This article provides a simple guide on what they must know about tax on rental income as non-resident landlords. Our tax on rental income UK calculator below can be used to work out both resident and non-resident landlords’ rental income taxes.
Understanding Non-Resident Landlord Scheme
Living outside the UK for more than six months in a year will put an individual (private landlord) earning UK rental income under the non-resident landlord scheme (NRLS).
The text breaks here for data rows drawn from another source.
//! Message handlers and the slot that holds the currently bound one.
//!
//! Any `Fn(M) -> Outcome` closure that is `Send + Sync` is a handler. Types
//! that need more structure can implement [`MessageHandler`] directly.
//!
//! # Examples
//!
//! ```rust
//! use relayq::prelude::*;
//!
//! struct Printer;
//!
//! impl MessageHandler<String> for Printer {
//!     fn handle(&self, message: String) -> Outcome {
//!         println!("{message}");
//!         Outcome::Good
//!     }
//!
//!     fn name(&self) -> &str {
//!         "printer"
//!     }
//! }
//!
//! let dispatcher: QueuedDispatcher<String> = QueuedDispatcher::with_handler(Printer);
//! assert!(dispatcher.has_handler());
//! ```

use crate::message::Outcome;
use std::sync::{Arc, PoisonError, RwLock};

/// Processes one message on the dispatcher thread.
pub trait MessageHandler<M>: Send + Sync {
    /// Handle a single message.
    ///
    /// Returning anything other than [`Outcome::Good`] stops the dispatcher;
    /// messages still queued are discarded as the run ends.
    fn handle(&self, message: M) -> Outcome;

    /// Name used in log fields.
    fn name(&self) -> &str {
        std::any::type_name::<Self>()
    }
}

impl<M, F> MessageHandler<M> for F
where
    F: Fn(M) -> Outcome + Send + Sync,
{
    fn handle(&self, message: M) -> Outcome {
        self(message)
    }

    fn name(&self) -> &str {
        "closure"
    }
}

/// Shared, rebindable handler reference.
pub type SharedHandler<M> = Arc<dyn MessageHandler<M>>;

/// Holds the handler currently bound to a dispatcher.
///
/// The worker takes a fresh reference for every message, so a rebind takes
/// effect from the next message on.
pub struct HandlerSlot<M> {
    current: RwLock<Option<SharedHandler<M>>>,
}

impl<M> HandlerSlot<M> {
    /// Create an empty slot.
    pub fn empty() -> Self {
        Self {
            current: RwLock::new(None),
        }
    }

    /// Create a slot holding `handler`.
    pub fn with(handler: SharedHandler<M>) -> Self {
        Self {
            current: RwLock::new(Some(handler)),
        }
    }

    /// Bind a handler, returning the previous one.
    pub fn bind(&self, handler: SharedHandler<M>) -> Option<SharedHandler<M>> {
        let mut current = self.current.write().unwrap_or_else(PoisonError::into_inner);
        current.replace(handler)
    }

    /// Current handler, if any.
    pub fn get(&self) -> Option<SharedHandler<M>> {
        self.current
            .read()
            .unwrap_or_else(PoisonError::into_inner)
            .clone()
    }

    /// Whether a handler is bound.
    pub fn is_bound(&self) -> bool {
        self.current
            .read()
            .unwrap_or_else(PoisonError::into_inner)
            .is_some()
    }
}

impl<M> Default for HandlerSlot<M> {
    fn default() -> Self {
        Self::empty()
    }
}

impl<M> std::fmt::Debug for HandlerSlot<M> {
    fn fmt(&self, f: &mut std::fmt::Formatter<'_>) -> std::fmt::Result {
        let name = self.get().map(|h| h.name().to_string());
        f.debug_struct("HandlerSlot").field("handler", &name).finish()
    }
}

#[cfg(test)]
mod tests {
    use super::*;
    use std::sync::atomic::{AtomicU32, Ordering};

    struct Counting {
        seen: AtomicU32,
    }

    impl MessageHandler<u32> for Counting {
        fn handle(&self, message: u32) -> Outcome {
            self.seen.fetch_add(message, Ordering::SeqCst);
            Outcome::Good
        }

        fn name(&self) -> &str {
            "counting"
        }
    }

    #[test]
    fn test_closure_is_handler() {
        let handler = |m: u32| Outcome::from(m % 2 == 0);
        assert_eq!(handler.handle(2), Outcome::Good);
        assert_eq!(handler.handle(3), Outcome::Error);
        assert_eq!(MessageHandler::<u32>::name(&handler), "closure");
    }

    #[test]
    fn test_slot_bind_and_rebind() {
        let slot: HandlerSlot<u32> = HandlerSlot::empty();
        assert!(!slot.is_bound());
        assert!(slot.get().is_none());

        let first: SharedHandler<u32> = Arc::new(|_: u32| Outcome::Good);
        assert!(slot.bind(first).is_none());
        assert!(slot.is_bound());

        let second: SharedHandler<u32> = Arc::new(Counting {
            seen: AtomicU32::new(0),
        });
        let previous = slot.bind(second).expect("first handler");
        assert_eq!(previous.name(), "closure");

        let current = slot.get().expect("bound");
        assert_eq!(current.name(), "counting");
        assert_eq!(current.handle(5), Outcome::Good);
    }

    #[test]
    fn test_slot_debug_shows_name() {
        let slot = HandlerSlot::with(Arc::new(Counting {
            seen: AtomicU32::new(0),
        }) as SharedHandler<u32>);
        assert!(format!("{slot:?}").contains("counting"));
    }
}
HMRC sees them as ‘non-resident landlords,’ hence, implements different filing rules.
A company, on the other hand, is considered ‘non-resident’ when its main branch is based abroad, or it was not incorporated in the UK. A trust is also considered one when almost all of the trustees live abroad.
Rental income tax is due when the landlords’ annual earning is more than £1,000 after allowable expense deductions, added to their other UK income sources (pensions, savings, wages, etc.). For the 2024-25 tax year, the income tax personal allowance is at £12,570. Private landlords do not have to make National Insurance contributions, unlike buy-to-let companies.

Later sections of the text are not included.